¹Anhui Medical University, Hefei, Anhui Province, ²Anhui Medical University, Hefei city, China, Anhui, ³School of Mental Health and Psychological Sciences, Anhui Medical University, Hefei, Anhui, ⁴Department of Neurology, The First Affiliated Hospital of Anhui Medical University, Hefei, Anhui

First Author:

weichao tian
Anhui Medical University
Hefei, Anhui Province

Co-Author(s):

Wenqiang Xu
Anhui Medical University
Hefei city, China, Anhui

Xiya Zhao
School of Mental Health and Psychological Sciences, Anhui Medical University
Hefei, Anhui

Gong-Jun Ji
Anhui Medical University
Hefei, Anhui Province

Kai Wang
Department of Neurology, The First Affiliated Hospital of Anhui Medical University
Hefei, Anhui

Introduction:

Schizotypy is a multi-dimensional personality construct that putatively indicates an individual's liability to psychosis on a continuum between health and illness. It provides an entry point for identifying developmental pathways to psychosis. This study aimed to reconcile the heterogeneous imaging findings of schizotypy into a common network theory.

Methods:

We systematically searched neuroimaging experiments investigating the neural correlates of schizotypy in literature. The coordinates reported in these experiments were mapped to networks and tested for their common connections (Fig. 1) using a novel coordinate network mapping approach. Voxel-wise comparisons were performed by 5,000 permutation tests. A cluster-level PFWE < 0.05 (with the cluster-forming threshold at voxel-level P < 0.001) was considered statistically significant.

Results:

We identified thirty-four experiments (10 structural MRI, 9 resting-state fMRI, 15 task fMRI) revealing significant structural or functional characters in schizotypy. In total, 254 coordinates were reported in these experiments. These coordinates were heterogeneously distributed in the brain (Fig. 1A). Using coordinate network mapping, we found these coordinates have highly common connectivity (top value 79%) in the bilateral subcortical structures and insular (Fig. 1B-C). These common features were specific to schizotypy as compared to random networks (Fig. 2A). Thus, we termed the overlapping network as the shizotypal network (Fig. 1C).
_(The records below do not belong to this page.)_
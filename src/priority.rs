use serde::Serialize;
use std::fmt;

/// Order priority as shown on the task board
/// Higher values = earlier on the board
#[derive(Debug, Clone, Copy, PartialEq, Eq, PartialOrd, Ord, Hash, Default, Serialize)]
#[serde(rename_all = "lowercase")]
pub enum Priority {
    /// "low"
    Low = 0,
    /// No priority set, or a value we do not recognise
    #[default]
    Normal = 1,
    /// "high"
    High = 2,
    /// "urgent" / "rush"
    Urgent = 3,
}

impl Priority {
    /// Determine priority from the order's raw `priority` field
    pub fn from_label(label: Option<&str>) -> Self {
        match label.map(|l| l.trim().to_lowercase()).as_deref() {
            Some("low") => Priority::Low,
            Some("high") => Priority::High,
            Some("urgent") | Some("rush") => Priority::Urgent,
            _ => Priority::Normal,
        }
    }
}

impl fmt::Display for Priority {
    fn fmt(&self, f: &mut fmt::Formatter<'_>) -> fmt::Result {
        let label = match self {
            Priority::Urgent => "URGENT",
            Priority::High => "HIGH",
            Priority::Normal => "NORMAL",
            Priority::Low => "LOW",
        };
        write!(f, "{}", label)
    }
}

#[cfg(test)]
mod tests {
    use super::*;

    #[test]
    fn test_priority_from_label() {
        assert_eq!(Priority::from_label(Some("urgent")), Priority::Urgent);
        assert_eq!(Priority::from_label(Some("RUSH")), Priority::Urgent);
        assert_eq!(Priority::from_label(Some(" High ")), Priority::High);
        assert_eq!(Priority::from_label(Some("low")), Priority::Low);

        // Unknown or missing values fall back to normal
        assert_eq!(Priority::from_label(Some("medium")), Priority::Normal);
        assert_eq!(Priority::from_label(None), Priority::Normal);
    }

    #[test]
    fn test_priority_ordering() {
        assert!(Priority::Urgent > Priority::High);
        assert!(Priority::High > Priority::Normal);
        assert!(Priority::Normal > Priority::Low);
        assert_eq!(serde_json::to_value(Priority::Urgent).unwrap(), serde_json::json!("urgent"));
    }

    #[test]
    fn test_priority_display() {
        assert_eq!(Priority::Urgent.to_string(), "URGENT");
        assert_eq!(Priority::Normal.to_string(), "NORMAL");
    }
}
// ── Command correlation table ──
//
// Pairs outbound commands with their acknowledgments. Identifiers are
// monotonic within a session and never reused, so a late ack can never
// resolve a newer command. Resolution and expiry are mutually exclusive:
// whichever removes the pending entry first wins, and the loser becomes a
// no-op.

use std::sync::atomic::{AtomicU64, Ordering};

use dashmap::DashMap;
use hublink_api::{AttributeValue, CorrelationId};
use tokio::sync::oneshot;
use tracing::trace;

use crate::error::EngineError;

/// What the hub confirmed in a successful ack. Fields the ack omitted fall
/// back to the requested attribute/value at the call site.
#[derive(Debug)]
pub(crate) struct ConfirmedChange {
    pub attribute: Option<String>,
    pub value: Option<AttributeValue>,
}

pub(crate) type CommandOutcome = Result<ConfirmedChange, EngineError>;

pub(crate) struct CorrelationTable {
    next_id: AtomicU64,
    pending: DashMap<CorrelationId, oneshot::Sender<CommandOutcome>>,
}

impl CorrelationTable {
    pub fn new() -> Self {
        Self {
            next_id: AtomicU64::new(1),
            pending: DashMap::new(),
        }
    }

    /// Allocate a fresh identifier and park a waiter for its outcome.
    pub fn register(&self) -> (CorrelationId, oneshot::Receiver<CommandOutcome>) {
        let id = self.next_id.fetch_add(1, Ordering::Relaxed);
        let (tx, rx) = oneshot::channel();
        self.pending.insert(id, tx);
        (id, rx)
    }

    /// Deliver an outcome to the waiter, if the entry is still pending.
    /// Returns `false` for unknown or already-settled identifiers.
    pub fn resolve(&self, id: CorrelationId, outcome: CommandOutcome) -> bool {
        match self.pending.remove(&id) {
            Some((_, tx)) => {
                // A dropped receiver just means the caller stopped waiting.
                let _ = tx.send(outcome);
                true
            }
            None => false,
        }
    }

    /// Remove a pending entry after its deadline passed. Returns `false`
    /// when an ack resolved it first.
    pub fn expire(&self, id: CorrelationId) -> bool {
        self.pending.remove(&id).is_some()
    }

    /// Drop a pending entry whose command never reached the wire.
    pub fn cancel(&self, id: CorrelationId) {
        self.pending.remove(&id);
    }

    /// Settle every pending command with an error. Used on connection loss.
    pub fn fail_all(&self, err: impl Fn() -> EngineError) {
        let ids: Vec<CorrelationId> = self.pending.iter().map(|entry| *entry.key()).collect();
        trace!(pending = ids.len(), "failing all pending commands");
        for id in ids {
            if let Some((_, tx)) = self.pending.remove(&id) {
                let _ = tx.send(Err(err()));
            }
        }
    }

    #[cfg(test)]
    pub fn pending_len(&self) -> usize {
        self.pending.len()
    }
}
The schizotypal network showed a higher spatial similairty with the schizophrenia network (identified by our group before) than control networks (here is the neurodegenerative diseases network) (Fig.2B ). The genetic and molecular mechanism of this schizotypal network were identified by explaining its spatial pattern with the networks of schizotypy-related 218 genes (Fig. 2C) and 13 neurotransmitters (Fig. 2D). More importantly, the schizotypal network was remarkably aligned with regions involving psychotic symptom remission after medication, neuromodulation, and brain lesions (Fig. 2E).

Conclusions:

Conclusions: This study successfully reconciled the heterogeneous imaging findings into a common schizotypal network. The common mechanism between schizotypy and psychosis provides new insight into understanding the developmental path from normal to illness states

Brain Stimulation:

TMS

Disorders of the Nervous System:

Psychiatric (eg. Depression, Anxiety, Schizophrenia) ²

Modeling and Analysis Methods:

Connectivity (eg. functional, effective, structural)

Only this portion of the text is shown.